Capitale de la France tu es prise en tenaille / Cotise à la Triade, il n’y’aura pas de représailles / Du boulevard Masséna jusqu’à la Butte-aux-Cailles / Faudra que tu fasses avec les nouveaux Kubilaï / Car on est solide comme de la rocaille / Et quand on s’enracine, c’est comme le bonzaï / Sous le pont de Tolbiac on veut la rivière Kwaï / Je réquisitionne toutes les rimes en aï / Normal car après tout je m’appelle Luc Taï / Du barrage de Peyrefitte à Vélizy-le-Mail / Je connais trop bien la route, ma mémoire est sans faille / Que ce soit en marche commando ou en Ford granadaille / Que ce soit au fond du bus sur la banquette en skaï / Je suis partout chez moi, peu importe où que j’aille / Je le redis, je le répète, aucun doute ne m’assaille / De la Chapelle jusqu’à Raspail / Je suis partout chez moi, peu importe où que j’aille / Ceux qui vont plus loin prendront la Thai Airlines / Parce qu’avec les siamoises, ils veulent faire ripaille / Et qu’à certains psychotropes ils se ravitaillent / Tous les occidentaux philosophent comme les thaï / Sous un soleil de plomb, c’est bo pen yang, mai pen rai / Il y’en a qui vont faire du trekking jusqu’à Mae Saï / Il y’en a qui vont se faire masser à Chiang Raï / Il y’en a qui vont rester prisonniers à Chiang Hmai / A ces derniers je souhaite Sawasdee Pee Mai / J’espère qu’ils ne vont pas en prendre pour un bail / De vacances en zonzon, version Sukhothai / J’espère qu’ils vont acheter la police Thaï / Ou les poules auront des dents le jour de nos retrouvailles / Je réquisitionne toutes les rimes en aï / Normal car après tout je m’appelle Luc Taï.

« Je dépose à la Sacem le nom de Zhou En Laï / Ainsi que celui du Général Peng Dehuai / Passe moi un peu de miel, j’ai la voix qui s’éraille / Car depuis le début de cette chanson je braille / Moi pas raggamuffin, moi pas rastafaraille / Mais moi vraiment pas loin de la centième rime en aï / Au cœur de la Cité les enfants se chamaillent / Ils sont déjà adultes tout en étant marmaille / En bas dans l’escalier, ils fument des Lucky Strike / Ils défoncent les boites aux lettres à coup de Nike / Certains seront poètes, le bras armé d’un Mike / Et d’autres Easy Riders à cheval sur un bike / Il y’en a qui seront voyous, relous, ripoux, flicaille / Pour l’instant ils essaient la petite truandaille / Ils veulent tous faire du judo ou de la muay thaï / A-soto-gari ou de-ashi-barai ils font des randoris aï ya yai / Il n’a pas de tatamis, le ciment c’est duraille / Je veux garder pour moi ton atoll de corail / Je réquisitionne toutes les rimes en aï / Normal car après tout je m’appelle Luc Taï ».

Tai-Luc, témoin capital des frustrations post-soixante-huitardes, des amalgames idéologiques, des nihilisations dévastatrices.
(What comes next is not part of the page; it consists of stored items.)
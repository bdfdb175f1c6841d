//! Keyboard layout group control

use std::io::Write;

use anyhow::{Context, Result};

/// Access to the keyboard's current layout group
pub trait Keyboard {
    /// Group currently in effect
    fn current_group(&self) -> u8;

    /// Record a group change reported by the event source
    fn observe_group(&mut self, group: u8);

    /// Switch the keyboard to `group`
    fn lock_group(&mut self, group: u8) -> Result<()>;
}

/// Keyboard driven over a line protocol
///
/// Group changes arrive as events; switches are written as `lock <n>` lines
/// for the wrapper that owns the real keyboard.
pub struct LineKeyboard<W: Write> {
    out: W,
    current: u8,
}

impl<W: Write> LineKeyboard<W> {
    /// Create a keyboard starting in `initial` group
    pub fn new(out: W, initial: u8) -> Self {
        Self {
            out,
            current: initial,
        }
    }
}

impl<W: Write> Keyboard for LineKeyboard<W> {
    fn current_group(&self) -> u8 {
        self.current
    }

    fn observe_group(&mut self, group: u8) {
        self.current = group;
    }

    fn lock_group(&mut self, group: u8) -> Result<()> {
        writeln!(self.out, "lock {}", group).context("Failed to write lock command")?;
        self.out.flush().context("Failed to flush lock command")?;
        self.current = group;
        Ok(())
    }
}

#[cfg(test)]
impl LineKeyboard<Vec<u8>> {
    /// Everything written so far
    pub fn output(&self) -> &[u8] {
        &self.out
    }
}
//! LRU (Least Recently Used) ordering
//!
//! Intrusive doubly-linked list over slot storage, indexed by key, for O(1)
//! lookup, promotion and eviction.

use std::collections::HashMap;
use std::hash::Hash;
use ahash::RandomState;

/// Upper bound on slots reserved up front; larger caches grow on demand
const PREALLOC_LIMIT: usize = 1024;

/// Node in the LRU doubly-linked list
struct Node<K, V> {
    key: K,
    value: V,
    prev: Option<usize>,
    next: Option<usize>,
}

/// LRU list with fixed capacity
pub struct LruCache<K, V> {
    map: HashMap<K, usize, RandomState>,
    nodes: Vec<Option<Node<K, V>>>,
    head: Option<usize>,
    tail: Option<usize>,
    free_list: Vec<usize>,
    capacity: usize,
}

impl<K, V> LruCache<K, V>
where
    K: Hash + Eq + Copy,
    V: Copy,
{
    /// Create an empty list holding at most `capacity` entries
    pub fn new(capacity: usize) -> Self {
        debug_assert!(capacity > 0, "Capacity must be greater than 0");
        let reserve = capacity.min(PREALLOC_LIMIT);

        Self {
            map: HashMap::with_capacity_and_hasher(reserve, RandomState::new()),
            nodes: Vec::with_capacity(reserve),
            head: None,
            tail: None,
            free_list: Vec::new(),
            capacity,
        }
    }

    /// Look up a key and promote it to most-recently-used
    pub fn get(&mut self, key: &K) -> Option<V> {
        let idx = *self.map.get(key)?;
        self.move_to_front(idx);
        self.nodes[idx].as_ref().map(|node| node.value)
    }

    /// Whether `key` is present, without touching recency
    pub fn contains(&self, key: &K) -> bool {
        self.map.contains_key(key)
    }

    /// Insert or update `key` as most-recently-used
    ///
    /// Returns the entry evicted to make room, if any.
    pub fn put(&mut self, key: K, value: V) -> Option<(K, V)> {
        if let Some(&idx) = self.map.get(&key) {
            if let Some(node) = &mut self.nodes[idx] {
                node.value = value;
            }
            self.move_to_front(idx);
            return None;
        }

        let evicted = if self.map.len() >= self.capacity {
            self.evict()
        } else {
            None
        };

        let idx = self.alloc_node(Node {
            key,
            value,
            prev: None,
            next: self.head,
        });

        match self.head {
            Some(head_idx) => {
                if let Some(head) = &mut self.nodes[head_idx] {
                    head.prev = Some(idx);
                }
            }
            None => self.tail = Some(idx),
        }
        self.head = Some(idx);
        self.map.insert(key, idx);

        evicted
    }

    /// Append `key` as least-recently-used
    ///
    /// Used when rebuilding a list from its MRU-first serialized order.
    /// Returns `false` without changes when the list is full or `key` exists.
    pub fn push_back(&mut self, key: K, value: V) -> bool {
        if self.map.len() >= self.capacity || self.map.contains_key(&key) {
            return false;
        }

        let idx = self.alloc_node(Node {
            key,
            value,
            prev: self.tail,
            next: None,
        });

        match self.tail {
            Some(tail_idx) => {
                if let Some(tail) = &mut self.nodes[tail_idx] {
                    tail.next = Some(idx);
                }
            }
            None => self.head = Some(idx),
        }
        self.tail = Some(idx);
        self.map.insert(key, idx);

        true
    }

    /// Iterate entries from most- to least-recently-used
    pub fn iter(&self) -> Iter<'_, K, V> {
        Iter {
            nodes: &self.nodes,
            cursor: self.head,
            remaining: self.map.len(),
        }
    }

    /// Get the current size of the list
    pub fn len(&self) -> usize {
        self.map.len()
    }

    /// Check if the list is empty
    pub fn is_empty(&self) -> bool {
        self.map.is_empty()
    }

    /// Maximum number of entries
    pub fn capacity(&self) -> usize {
        self.capacity
    }

    fn move_to_front(&mut self, idx: usize) {
        if self.head == Some(idx) {
            return;
        }

        self.unlink(idx);

        if let Some(node) = &mut self.nodes[idx] {
            node.prev = None;
            node.next = self.head;
        }

        match self.head {
            Some(head_idx) => {
                if let Some(head) = &mut self.nodes[head_idx] {
                    head.prev = Some(idx);
                }
            }
            None => self.tail = Some(idx),
        }

        self.head = Some(idx);
    }

    fn unlink(&mut self, idx: usize) {
        let (prev, next) = match &self.nodes[idx] {
            Some(node) => (node.prev, node.next),
            None => return,
        };

        match prev {
            Some(prev_idx) => {
                if let Some(prev_node) = &mut self.nodes[prev_idx] {
                    prev_node.next = next;
                }
            }
            None => self.head = next,
        }

        match next {
            Some(next_idx) => {
                if let Some(next_node) = &mut self.nodes[next_idx] {
                    next_node.prev = prev;
                }
            }
            None => self.tail = prev,
        }
    }

    fn evict(&mut self) -> Option<(K, V)> {
        let tail_idx = self.tail?;
        self.unlink(tail_idx);
        let node = self.nodes[tail_idx].take()?;
        self.map.remove(&node.key);
        self.free_list.push(tail_idx);
        Some((node.key, node.value))
    }

    fn alloc_node(&mut self, node: Node<K, V>) -> usize {
        if let Some(idx) = self.free_list.pop() {
            self.nodes[idx] = Some(node);
            idx
        } else {
            self.nodes.push(Some(node));
            self.nodes.len() - 1
        }
    }
}

/// Iterator over `(key, value)` pairs in recency order
pub struct Iter<'a, K, V> {
    nodes: &'a [Option<Node<K, V>>],
    cursor: Option<usize>,
    remaining: usize,
}

impl<K: Copy, V: Copy> Iterator for Iter<'_, K, V> {
    type Item = (K, V);

    fn next(&mut self) -> Option<Self::Item> {
        let nodes = self.nodes;
        let node = nodes[self.cursor?].as_ref()?;
        self.cursor = node.next;
        self.remaining -= 1;
        Some((node.key, node.value))
    }

    fn size_hint(&self) -> (usize, Option<usize>) {
        (self.remaining, Some(self.remaining))
    }
}

impl<K: Copy, V: Copy> ExactSizeIterator for Iter<'_, K, V> {}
Un rebelle insaisissable, irrécupérable, irrattrapable. Une icône énigmatique. Tant de choses à dire. Rien n’est dit. Souvenirs de repaires insolites, de rencontres improbables. Les Frigos, pont de Tolbiac, ancien entrepôt frigorifique approvisionnant les Halles depuis la Première Guerre mondiale, désaffecté en 1971, friche industrielle transformée en ateliers d’artistes, studios de musique, salles de répétition. Territoire anachronique d’art contemporain. La Souris déglinguée y prend quartier. Autre endroit baroque. Bagnolet. Quartier de la capsulerie. Le Transfo. Ruine du capitalisme. Squat anarchiste. Bar et salle de concert. Un écriteau avertit : « Flics, politiciens, journalistes ne sont pas les bienvenus ». Tai-Luc, enfant paradoxal des banlieues déshéritées et du lycée Hoche de Versailles, hante les lieux.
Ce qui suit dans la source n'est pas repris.